Do Y
A Dornier Do Y of the Royal Yugoslav Air Force
Role Bomber
National origin Germany
Manufacturer Dornier Flugzeugwerke
First flight 17 October 1931
Primary user Royal Yugoslav Air Force
Number built 4

The Dornier Do Y was a trimotor German monoplane bomber of the early 1930s designed by Dornier Flugzeugwerke (Dornier Aircraft Works) to an order by the Royal Yugoslav Air Force (RYAF). The Yugoslavs originally intended to use war reparations to pay for them, but ultimately had to use their own funds. Only a pair of aircraft were initially ordered to give the Yugoslavs experience with multi-engine bombers and Dornier failed to sell any more Do Y's. Two improved versions were subsequently built on speculation, but failed to find purchasers until the RYAF bought them in 1935.

All four Do Y's were declared obsolete in 1939 and relegated to training and transport missions. They played no role in the 1941 Invasion of Yugoslavia by the Axis Powers and were captured undamaged. The Germans decided to transfer all of them to the Air Force of the Independent State of Croatia later that year, but only one can be confirmed to have served with the Croatians.
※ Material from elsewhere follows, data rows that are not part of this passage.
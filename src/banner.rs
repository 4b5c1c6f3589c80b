use crate::content::{HEADER_STATUS, HEADER_TITLE};
use clap::ValueEnum;
use crossterm::style::{style, Stylize};
use crossterm::tty::IsTty;

pub const RULE_CHAR: char = '─';
pub const RULE_WIDTH: usize = 80;

#[derive(Debug, Clone, Copy, PartialEq, Eq, Default, ValueEnum)]
pub enum ColorChoice {
    #[default]
    Auto,
    Always,
    Never,
}

impl ColorChoice {
    /// Resolves against the process environment: `NO_COLOR` and whether
    /// stdout is a terminal.
    pub fn enabled(self) -> bool {
        let no_color = std::env::var_os("NO_COLOR").is_some_and(|v| !v.is_empty());
        self.resolve(no_color, std::io::stdout().is_tty())
    }

    pub fn resolve(self, no_color: bool, is_tty: bool) -> bool {
        match self {
            ColorChoice::Always => true,
            ColorChoice::Never => false,
            ColorChoice::Auto => !no_color && is_tty,
        }
    }
}

/// Bold cyan when `color` is set, the text itself otherwise.
pub fn emphasize(text: &str, color: bool) -> String {
    if color {
        style(text).cyan().bold().to_string()
    } else {
        text.to_string()
    }
}

fn rule() -> String {
    RULE_CHAR.to_string().repeat(RULE_WIDTH)
}

/// The four-line header shown when `create cluster` starts. No trailing
/// newline.
pub fn render_header(color: bool) -> String {
    let rule = rule();
    format!(
        "{rule}\n{}\n{rule}\n{}",
        emphasize(HEADER_TITLE, color),
        emphasize(HEADER_STATUS, color),
    )
}
use girus::cli::{Cli, Command, CreateTarget};
use girus::commands;
use girus::platform::OperatingSystem;
use girus::runtime::probe::CommandProbe;

use clap::Parser;
use color_eyre::eyre::{eyre, Result};
use std::io;
use std::path::PathBuf;
use std::time::Duration;

/// Debug log for `--verbose`, in `$XDG_STATE_HOME/girus/debug.log`.
fn setup_verbose_logging(os: OperatingSystem, command: &Command) -> Result<()> {
    let dir = state_dir();
    std::fs::create_dir_all(&dir)
        .map_err(|e| eyre!("Failed to create log directory {dir:?}: {e}"))?;
    let log_path = dir.join("debug.log");
    let file = std::fs::OpenOptions::new()
        .create(true)
        .append(true)
        .open(&log_path)
        .map_err(|e| eyre!("Failed to open log file {log_path:?}: {e}"))?;
    tracing_subscriber::fmt()
        .with_writer(file)
        .with_ansi(false)
        .with_max_level(tracing::Level::DEBUG)
        .init();

    let (action, runtime) = match command {
        Command::Create {
            target: CreateTarget::Cluster { runtime, .. },
        } => ("create cluster", runtime.map_or("auto", |rt| rt.binary())),
        Command::Instructions { runtime, .. } => ("instructions", runtime.binary()),
    };
    tracing::info!(
        "girus v{} on {os:?}: {action}, runtime {runtime}",
        env!("CARGO_PKG_VERSION")
    );
    Ok(())
}

fn state_dir() -> PathBuf {
    std::env::var_os("XDG_STATE_HOME")
        .map(PathBuf::from)
        .or_else(|| std::env::var_os("HOME").map(|h| PathBuf::from(h).join(".local/state")))
        .unwrap_or_else(|| PathBuf::from("/tmp"))
        .join("girus")
}

#[tokio::main(flavor = "current_thread")]
async fn main() -> Result<()> {
    color_eyre::install()?;
    let args = Cli::parse();

    let os = OperatingSystem::current();
    if args.verbose {
        setup_verbose_logging(os, &args.command)?;
    }

    let color = args.color.enabled();
    let mut stdout = io::stdout().lock();

    match args.command {
        Command::Create {
            target: CreateTarget::Cluster {
                runtime,
                probe_timeout,
            },
        } => {
            let probe = CommandProbe::new(Duration::from_secs(probe_timeout));
            commands::create_cluster(&mut stdout, &probe, os, runtime, color).await?;
        }
        Command::Instructions {
            os: requested,
            runtime,
        } => {
            commands::print_instructions(&mut stdout, requested.unwrap_or(os), runtime)?;
        }
    }

    Ok(())
}
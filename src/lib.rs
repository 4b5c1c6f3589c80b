#![warn(clippy::pedantic)]
#![allow(
    clippy::module_name_repetitions,
    clippy::must_use_candidate,
    clippy::missing_errors_doc,
    clippy::missing_panics_doc,
    clippy::doc_markdown
)]

pub mod banner;
pub mod catalog;
pub mod cli;
pub mod commands;
pub mod content;
pub mod platform;
pub mod runtime;
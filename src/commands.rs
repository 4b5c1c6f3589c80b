use crate::banner::{emphasize, render_header};
use crate::catalog;
use crate::platform::{ContainerRuntime, OperatingSystem};
use crate::runtime::check::{self, Readiness};
use crate::runtime::probe::RuntimeProbe;
use color_eyre::eyre::{eyre, Result};
use std::io::Write;

/// Header, runtime check and guidance for `create cluster`. Returns an error
/// when the runtime cannot host the cluster.
pub async fn create_cluster<W: Write>(
    out: &mut W,
    probe: &dyn RuntimeProbe,
    os: OperatingSystem,
    preferred: Option<ContainerRuntime>,
    color: bool,
) -> Result<Readiness> {
    writeln!(out, "{}", render_header(color))?;
    tracing::info!("create cluster on {os:?}, preferred runtime {preferred:?}");

    let readiness = check::check(probe, preferred).await;
    let runtime = readiness.runtime();

    if readiness.is_ready() {
        writeln!(
            out,
            "{}",
            emphasize(&format!("✓ {runtime} está em execução"), color)
        )?;
        return Ok(readiness);
    }

    if let Readiness::NotInstalled(_) = readiness {
        writeln!(out, "✗ {runtime} não encontrado. Instruções de instalação:")?;
    } else {
        writeln!(out, "✗ {runtime} está instalado, mas não está em execução.")?;
    }

    if let Some(text) = check::guidance(readiness, os) {
        write!(out, "{text}")?;
    }
    out.flush()?;

    Err(match readiness {
        Readiness::NotInstalled(_) => eyre!("{runtime} não está instalado"),
        _ => eyre!("{runtime} não está em execução"),
    })
}

/// Install instructions followed by the start hint, when there is one.
pub fn print_instructions<W: Write>(
    out: &mut W,
    os: OperatingSystem,
    runtime: ContainerRuntime,
) -> Result<()> {
    writeln!(out, "{runtime} em {os}:")?;
    write!(out, "{}", catalog::install_instructions(os, runtime))?;
    let hint = catalog::start_hint(os, runtime);
    if !hint.is_empty() {
        write!(out, "{hint}")?;
    }
    out.flush()?;
    Ok(())
}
In early 1930 the RYAF decided to order some multi-engined bombers from builders with experience with multi-engine aircraft to gain experience with the type and to evaluate different models before making a decision on purchasing future aircraft. The RYAF had two main requirements: the first was that they use three license-built Gnome-Rhône Jupiter VI air-cooled radial engines and the second was that the bombers had to be delivered by 30 August 1931. Dornier had no suitable design in production that could meet such a tight deadline and had to perform design work in parallel with the Do 11 twin-engined bomber. For example both aircraft used a semi-elliptical wing design based on that of the earlier Do K3 prototype. The company was able to begin construction of two prototypes before the Yugoslavs signed a contract for both on 21 May 1931. These aircraft were unarmed as Germany was not allowed to build military aircraft by the terms of the Versailles Treaty.[1]
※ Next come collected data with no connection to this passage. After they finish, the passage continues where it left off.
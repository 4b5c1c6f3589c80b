use color_eyre::eyre::{eyre, Result};
use std::process::Stdio;
use std::time::Duration;
use tokio::process::Command;

/// Runs `program args...` and returns stdout. Fails on a missing binary, a
/// non-zero exit, or when `limit` elapses (the child is killed).
pub async fn run_command(program: &str, args: &[&str], limit: Duration) -> Result<String> {
    let child = Command::new(program)
        .args(args)
        .stdin(Stdio::null())
        .kill_on_drop(true)
        .output();

    let output = tokio::time::timeout(limit, child)
        .await
        .map_err(|_| eyre!("{program} did not answer within {}s", limit.as_secs()))?
        .map_err(|e| {
            if e.kind() == std::io::ErrorKind::NotFound {
                eyre!("{program} not found in PATH")
            } else {
                eyre!("Failed to run {program}: {e}")
            }
        })?;

    if !output.status.success() {
        let stderr = String::from_utf8_lossy(&output.stderr);
        return Err(eyre!("{program} {} failed: {}", args.join(" "), stderr.trim()));
    }

    Ok(String::from_utf8_lossy(&output.stdout).to_string())
}
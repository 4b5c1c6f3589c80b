pub mod check;
pub mod executor;
pub mod probe;
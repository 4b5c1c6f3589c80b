use super::probe::RuntimeProbe;
use crate::catalog;
use crate::platform::{ContainerRuntime, OperatingSystem};

#[derive(Debug, Clone, Copy, PartialEq, Eq)]
pub enum Readiness {
    Ready(ContainerRuntime),
    NotRunning(ContainerRuntime),
    NotInstalled(ContainerRuntime),
}

impl Readiness {
    pub fn runtime(self) -> ContainerRuntime {
        match self {
            Readiness::Ready(rt) | Readiness::NotRunning(rt) | Readiness::NotInstalled(rt) => rt,
        }
    }

    pub fn is_ready(self) -> bool {
        matches!(self, Readiness::Ready(_))
    }
}

/// Picks a runtime and reports whether it can host the cluster.
///
/// With `preferred`, only that runtime is looked at. Otherwise the first
/// installed runtime in `ContainerRuntime::ALL` order wins; when none is
/// installed the verdict names Docker.
pub async fn check(probe: &dyn RuntimeProbe, preferred: Option<ContainerRuntime>) -> Readiness {
    let candidates: &[ContainerRuntime] = match &preferred {
        Some(rt) => std::slice::from_ref(rt),
        None => &ContainerRuntime::ALL,
    };

    for &runtime in candidates {
        if !probe.is_installed(runtime).await {
            continue;
        }
        let verdict = if probe.is_running(runtime).await {
            Readiness::Ready(runtime)
        } else {
            Readiness::NotRunning(runtime)
        };
        tracing::info!("runtime check: {verdict:?}");
        return verdict;
    }

    let verdict = Readiness::NotInstalled(candidates[0]);
    tracing::info!("runtime check: {verdict:?}");
    verdict
}

/// Text to show the user for a verdict, if any.
pub fn guidance(readiness: Readiness, os: OperatingSystem) -> Option<&'static str> {
    match readiness {
        Readiness::Ready(_) => None,
        Readiness::NotInstalled(rt) => Some(catalog::install_instructions(os, rt)),
        Readiness::NotRunning(rt) => {
            let hint = catalog::start_hint(os, rt);
            (!hint.is_empty()).then_some(hint)
        }
    }
}
use clap::ValueEnum;
use std::fmt;

#[derive(Debug, Clone, Copy, PartialEq, Eq, Hash, ValueEnum)]
pub enum OperatingSystem {
    #[value(name = "macos", alias = "darwin")]
    MacOs,
    Linux,
    Windows,
    Other,
}

impl OperatingSystem {
    pub const ALL: [OperatingSystem; 4] = [
        OperatingSystem::MacOs,
        OperatingSystem::Linux,
        OperatingSystem::Windows,
        OperatingSystem::Other,
    ];

    /// The OS this binary was compiled for.
    pub fn current() -> Self {
        Self::from_identifier(std::env::consts::OS)
    }

    /// Maps an OS name (`std::env::consts::OS`, Go-style `GOOS`, or a
    /// user-typed alias) into the closed set. Unknown names become `Other`.
    pub fn from_identifier(id: &str) -> Self {
        match id.trim().to_ascii_lowercase().as_str() {
            "macos" | "darwin" | "osx" | "mac" => OperatingSystem::MacOs,
            "linux" => OperatingSystem::Linux,
            "windows" | "win" => OperatingSystem::Windows,
            _ => OperatingSystem::Other,
        }
    }
}

impl fmt::Display for OperatingSystem {
    fn fmt(&self, f: &mut fmt::Formatter<'_>) -> fmt::Result {
        let name = match self {
            OperatingSystem::MacOs => "macOS",
            OperatingSystem::Linux => "Linux",
            OperatingSystem::Windows => "Windows",
            OperatingSystem::Other => "outros sistemas",
        };
        f.write_str(name)
    }
}

#[derive(Debug, Clone, Copy, PartialEq, Eq, Hash, ValueEnum)]
pub enum ContainerRuntime {
    Docker,
    Podman,
}

impl ContainerRuntime {
    /// Probe order when the user did not pick a runtime.
    pub const ALL: [ContainerRuntime; 2] = [ContainerRuntime::Docker, ContainerRuntime::Podman];

    pub fn binary(self) -> &'static str {
        match self {
            ContainerRuntime::Docker => "docker",
            ContainerRuntime::Podman => "podman",
        }
    }

    pub fn display_name(self) -> &'static str {
        match self {
            ContainerRuntime::Docker => "Docker",
            ContainerRuntime::Podman => "Podman",
        }
    }
}

impl fmt::Display for ContainerRuntime {
    fn fmt(&self, f: &mut fmt::Formatter<'_>) -> fmt::Result {
        f.write_str(self.display_name())
    }
}
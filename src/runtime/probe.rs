use super::executor::run_command;
use crate::platform::ContainerRuntime;
use async_trait::async_trait;
use color_eyre::eyre::Result;
use std::time::Duration;

pub const DEFAULT_PROBE_TIMEOUT: Duration = Duration::from_secs(10);

/// Answers whether a container runtime is usable on this machine. Any failure
/// to find out counts as "no".
#[async_trait]
pub trait RuntimeProbe: Send + Sync {
    async fn is_installed(&self, runtime: ContainerRuntime) -> bool;
    async fn is_running(&self, runtime: ContainerRuntime) -> bool;
}

/// Probes by invoking the runtime's own CLI.
pub struct CommandProbe {
    timeout: Duration,
    // Replaces the runtime binary; the subcommand is appended after these.
    launcher: Option<(String, Vec<String>)>,
}

impl CommandProbe {
    pub fn new(timeout: Duration) -> Self {
        Self {
            timeout,
            launcher: None,
        }
    }

    #[cfg(test)]
    fn with_launcher(program: &str, args: &[&str], timeout: Duration) -> Self {
        Self {
            timeout,
            launcher: Some((
                program.to_string(),
                args.iter().map(ToString::to_string).collect(),
            )),
        }
    }

    async fn run(&self, runtime: ContainerRuntime, subcommand: &str) -> Result<String> {
        match &self.launcher {
            None => run_command(runtime.binary(), &[subcommand], self.timeout).await,
            Some((program, prefix)) => {
                let mut args: Vec<&str> = prefix.iter().map(String::as_str).collect();
                args.push(subcommand);
                run_command(program, &args, self.timeout).await
            }
        }
    }
}

#[async_trait]
impl RuntimeProbe for CommandProbe {
    async fn is_installed(&self, runtime: ContainerRuntime) -> bool {
        match self.run(runtime, "--version").await {
            Ok(version) => {
                tracing::debug!("{} installed: {}", runtime.binary(), version.trim());
                true
            }
            Err(e) => {
                tracing::debug!("{} not installed: {e}", runtime.binary());
                false
            }
        }
    }

    // `info` needs the daemon (Docker) or the machine/service (Podman).
    async fn is_running(&self, runtime: ContainerRuntime) -> bool {
        match self.run(runtime, "info").await {
            Ok(_) => true,
            Err(e) => {
                tracing::debug!("{} not running: {e}", runtime.binary());
                false
            }
        }
    }
}

#[cfg(test)]
mod tests {
    use super::*;
    use crate::platform::ContainerRuntime::Docker;

    const SHORT: Duration = Duration::from_secs(5);

    #[tokio::test]
    async fn missing_binary_is_not_installed() {
        let probe = CommandProbe::with_launcher("girus-no-such-runtime", &[], SHORT);
        assert!(!probe.is_installed(Docker).await);
        assert!(!probe.is_running(Docker).await);
    }

    #[cfg(unix)]
    #[tokio::test]
    async fn successful_commands_mean_yes() {
        let probe = CommandProbe::with_launcher("sh", &["-c", "echo ok", "sh"], SHORT);
        assert!(probe.is_installed(Docker).await);
        assert!(probe.is_running(Docker).await);
    }

    #[cfg(unix)]
    #[tokio::test]
    async fn failing_info_is_not_running() {
        let probe = CommandProbe::with_launcher("sh", &["-c", "exit 1", "sh"], SHORT);
        assert!(!probe.is_running(Docker).await);
    }

    // $1 is the subcommand the probe appends.
    #[cfg(unix)]
    #[tokio::test]
    async fn installed_uses_version_and_running_uses_info() {
        let probe = CommandProbe::with_launcher("sh", &["-c", r#"test "$1" = info"#, "sh"], SHORT);
        assert!(!probe.is_installed(Docker).await);
        assert!(probe.is_running(Docker).await);

        let probe =
            CommandProbe::with_launcher("sh", &["-c", r#"test "$1" = --version"#, "sh"], SHORT);
        assert!(probe.is_installed(Docker).await);
        assert!(!probe.is_running(Docker).await);
    }

    #[cfg(unix)]
    #[tokio::test]
    async fn slow_runtime_times_out_as_not_running() {
        let probe = CommandProbe::with_launcher(
            "sh",
            &["-c", "sleep 5", "sh"],
            Duration::from_millis(100),
        );
        assert!(!probe.is_running(Docker).await);
    }
}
The RYAF intended to pay for them using war reparation monies owed to Yugoslavia by Germany, but the effects of the Great Depression on the German economy in 1931 caused U.S. President Herbert Hoover to propose suspension of the reparations payments effective on 1 July and this was later accepted by the signatories to the Versailles Treaty. The Weimar government cancelled all deliveries funded by reparations as of 1 July and Yugoslavia was forced to pay for the Do Ys and other aircraft that it had ordered with its own money. The first prototype flew on 17 October.[2]

Dornier began construction of two improved Do Ys on its initiative the following year as the Do U and unsuccessfully attempted to sell them as airliners to Deutsche Luft Hansa. While negotiations were ongoing, the aircraft was redesignated as the Do 15. Dornier then offered them to the Heereswaffenamt (Army Weapons Department) on 14 January 1933, one civilian aircraft for Lufthansa and the other for the Reichswehr (German Armed Forces). Work continued on the Do 15s until Hermann Göring, the acting Aviation Minister of the new Nazi government, ordered that work be suspended in March. Dornier stored the incomplete aircraft until 1935 when they were inspected by a Yugoslav delegation which placed an order for both in November. Designated the Do Ym by the RYAF, the first flight of these bombers was made on 1 July 1936.[3]


The Do Y was a shoulder-wing monoplane with an all-metal monocoque fuselage formed from duralumin. The structure of the empennage was also duralumin, but it was covered in fabric as were all of the control surfaces. The two-spar cantilever wing was also covered in fabric except for the area behind the octagonal engine nacelles which was duralumin and could be walked upon to facilitate maintenance. There were some issues with wing flutter under certain conditions, but these were mostly resolved during trials. The wing was built in three sections: a center section that extended just past the nacelles and two outer wing panels. The center section housed the bomb bay and the two 1,045-litre (230 imp gal; 276 US gal) fuel tanks. Each engine was provided with a 70-litre (15 imp gal; 18 US gal) lubricating oil tank. The Do Y had fixed conventional landing gear that included a tailwheel at the extreme end of the fuselage. The telescopic legs for the main wheels were attached to the bottom of the forward wing spar and to the fuselage with V-struts and bracing wires.[4]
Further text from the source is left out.